Explore the need for data science, its definition, and how it differs from business intelligence.
Computer science
Requirements: | .doc file | Assembly Language
Data Science 1. Data Science: Understanding the Buzz 2. Welcome to this session on data science. In this article, we will explore the need for data science, its definition, and how it differs from business intelligence. We will also discuss the prerequisites for learning data science and the activities performed by a data scientist on a daily basis. Additionally, we will look at the data science lifecycle and the increasing demand for data scientists. 3. What is Data Science? 4. Data science is a field that involves using statistical and computational methods to extract insights and knowledge from data. It involves a range of techniques, including data mining, machine learning, and predictive analytics, to uncover patterns and relationships in data. 5. Examples of Data Science Applications 6. Data science has a wide range of applications across industries. For example, in the automotive industry, self-driving cars rely heavily on data science to make decisions such as when to speed up or slow down, when to turn, and when to apply the brakes. In the airline Industry, data science can be used to improve route planning, predict delays, and make promotional offers. In logistics, companies like FedEx use data science models to optimize delivery routes and cut costs. 7. What Does a Data Scientist Do? 8. A data scientist is responsible for collecting, cleaning, analyzing, and interpreting data to extract insights and knowledge. They use a range of tools and techniques to work with data, such as programming languages like Python and R, statistical models, and machine learning algorithms. Data scientists also communicate their findings to stakeholders and use their insights to inform business decisions. 9. The Data Science Lifecycle
10. The data science lifecycle involves several stages, including problem formulation, data collection, data preparation, data analysis, model building, model evaluation, and deployment. Each stage requires specific skills and techniques, and data scientists must be proficient in all of them to be effective. 11. Conclusion 12. Data science is a rapidly growing field with applications across industries. By using statistical and computational methods to extract insights and knowledge from data, data scientists can help businesses make better decisions and improve their operations. If you are interested in learning data science, make sure to have a strong foundation in programming, statistics, and mathematics. 13. Steps in Data Science 14. Data science involves several steps, including: 15. Asking the right question and exploring the data 16. Performing exploratory analysis on the data 17. Modeling the data and selecting appropriate algorithms 18. Training the model and running the data through the process 19. Visualizing and communicating the results to stakeholders 20. Business Intelligence vs. Data Science 21. Business intelligence and data science differ in several ways: 22. Data source: Business intelligence primarily uses structured data, while data science also incorporates unstructured data. 23. Method: Business intelligence is primarily analytical, while data science goes deeper to understand why certain behaviors occur and seeks to provide deeper insights. 24. Skills: Business intelligence requires some statistical knowledge but primarily focuses on visualization, while data science requires both statistical and visualization skills. 25. Focus: Business intelligence focuses on historical data, while data science combines historical data with other information to predict future trends. 26. Prerequisites for Data Science 27. There are three essential traits required for a data scientist:
28. Curiosity: Asking the right questions is crucial to obtaining accurate results. 29. Common sense: Creativity is required to find ways to use incomplete or missing data. 30. Communication skills: Results must be communicated effectively to stakeholders. 31. Additional Prerequisites 32. Two additional prerequisites for data science are: 33. Machine learning: A strong understanding of machine learning is necessary for data science. 34. Modeling: The ability to identify appropriate algorithms and models and to train them is also necessary.

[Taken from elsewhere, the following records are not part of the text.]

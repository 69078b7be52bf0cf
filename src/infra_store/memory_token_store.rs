use crate::domain_model::*;
use crate::domain_port::*;
use dashmap::DashMap;

/// Keeps credentials for the lifetime of the process only.
#[derive(Debug, Default)]
pub struct MemoryTokenStore {
    tokens: DashMap<CredentialKind, String>,
}

impl MemoryTokenStore {
    pub fn new() -> Self {
        Self::default()
    }
}

impl TokenStore for MemoryTokenStore {
    fn set(&self, kind: CredentialKind, value: &str) {
        self.tokens.insert(kind, value.to_string());
    }

    fn get(&self, kind: CredentialKind) -> Option<String> {
        self.tokens.get(&kind).map(|v| v.value().clone())
    }

    fn clear(&self, kind: Option<CredentialKind>) {
        match kind {
            Some(kind) => {
                self.tokens.remove(&kind);
            }
            None => self.tokens.clear(),
        }
    }
}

Collepals.com Plagiarism Free Papers
Are you looking for custom essay writing service or even dissertation writing services? Just request for our write my paper service, and we'll match you with the best essay writer in your subject! With an exceptional team of professional academic experts in a wide range of subjects, we can guarantee you an unrivaled quality of custom-written papers.
Get ZERO PLAGIARISM, HUMAN WRITTEN ESSAYS
Why Hire Collepals.com writers to do your paper?
Quality- We are experienced and have access to ample research materials.
We write plagiarism Free Content
Confidential- We never share or sell your personal information to third parties.
Support-Chat with us today! We are always waiting to answer all your questions.